I probably spent more of my sophomore and junior years of college in Bluestockings than at my actual school. I had an especially hard time with college, particularly my sophomore year; my mental health was declining, and my first relationship had come to an abrupt, devastating end. Whenever the silence and loneliness of my dorm room got to be too much, I’d pack my journal into my bag and hop on the M15 to get to my favorite place in the city. Sometimes my friends accompanied me on the weekends and those were my favorite days. We would try to get work done but would inevitably get sidetracked talking about everything life threw at us. And yes, some days we would get work done but even sitting in the silence and working with my friends was better at Bluestockings.

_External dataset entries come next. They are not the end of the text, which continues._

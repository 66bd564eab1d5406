use rustframe::{FrameResult, IteratorOptions, Series};

#[test]
fn cursor_steps_forward_with_total() {
    let s = Series::from_values("x", vec![0, 1, 2, 3, 4, 5, 6]);
    let steps: Vec<(usize, i32, usize)> = s
        .iter(IteratorOptions { initial_row: 1, step: 2 })
        .map(|step| (step.index, step.value, step.total))
        .collect();
    assert_eq!(steps, vec![(1, 1, 3), (3, 3, 3), (5, 5, 3)]);
}

#[test]
fn cursor_walks_backwards_from_the_end() {
    let s = Series::from_values("x", vec![0, 1, 2, 3, 4, 5, 6]);
    let values: Vec<i32> = s.iter(IteratorOptions::reverse()).map(|step| step.value).collect();
    assert_eq!(values, vec![6, 5, 4, 3, 2, 1, 0]);

    let cursor = s.iter(IteratorOptions { initial_row: -2, step: -3 });
    assert_eq!(cursor.total(), 2);
    let rows: Vec<usize> = cursor.map(|step| step.index).collect();
    assert_eq!(rows, vec![5, 2]);
}

#[test]
fn cursor_defaults_to_every_row() {
    let s = Series::from_values("x", vec!['a', 'b', 'c']);
    let values: String = s.iter(IteratorOptions::default()).map(|step| step.value).collect();
    assert_eq!(values, "abc");
}

#[test]
fn cursor_outside_the_source_yields_nothing() {
    let s = Series::from_values("x", vec![1, 2, 3]);
    let mut cursor = s.iter(IteratorOptions { initial_row: 10, step: 1 });
    assert_eq!(cursor.total(), 0);
    assert!(cursor.next().is_none());

    let empty: Series<i32> = Series::new("e");
    assert_eq!(empty.iter(IteratorOptions::reverse()).count(), 0);
}

#[test]
fn cursor_restarts_after_reset() -> FrameResult<()> {
    let s = Series::from_values("x", vec![1.5, 2.5, 3.5]);
    let data = s.read();
    let mut cursor = data.iter(IteratorOptions::default());
    assert_eq!(cursor.next().map(|step| step.index), Some(0));
    assert_eq!(cursor.next().map(|step| step.index), Some(1));

    cursor.reset();
    let first = cursor.next().map(|step| step.value);
    assert_eq!(first, Some(1.5));
    Ok(())
}

#[test]
fn cursor_with_huge_steps_stops_after_one_row() {
    let s = Series::from_values("x", vec![10, 20, 30]);

    let forward = s.iter(IteratorOptions { initial_row: 1, step: isize::MAX });
    assert_eq!(forward.total(), 1);
    let rows: Vec<(usize, i32)> = forward.map(|step| (step.index, step.value)).collect();
    assert_eq!(rows, vec![(1, 20)]);

    let backward = s.iter(IteratorOptions { initial_row: -1, step: isize::MIN });
    assert_eq!(backward.total(), 1);
    let rows: Vec<usize> = backward.map(|step| step.index).collect();
    assert_eq!(rows, vec![2]);
}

The days my friends couldn’t come were special in their own way. Most times I’d find myself having a nice conversation with a complete stranger sitting next to me, unsure of how it started and not wanting it to end. That’s the kind of place Bluestockings was, a place where strangers came to meet for a few hours to talk. A place where you could walk in alone and leave having made three new friends. The store has since relocated to a different part of the city, with plans to make it bigger and more accessible. While I’m sad I never got the chance to say a proper goodbye to the original storefront, I look forward to walking through the Bluestockings doors again, buying a coffee, and making a new friend.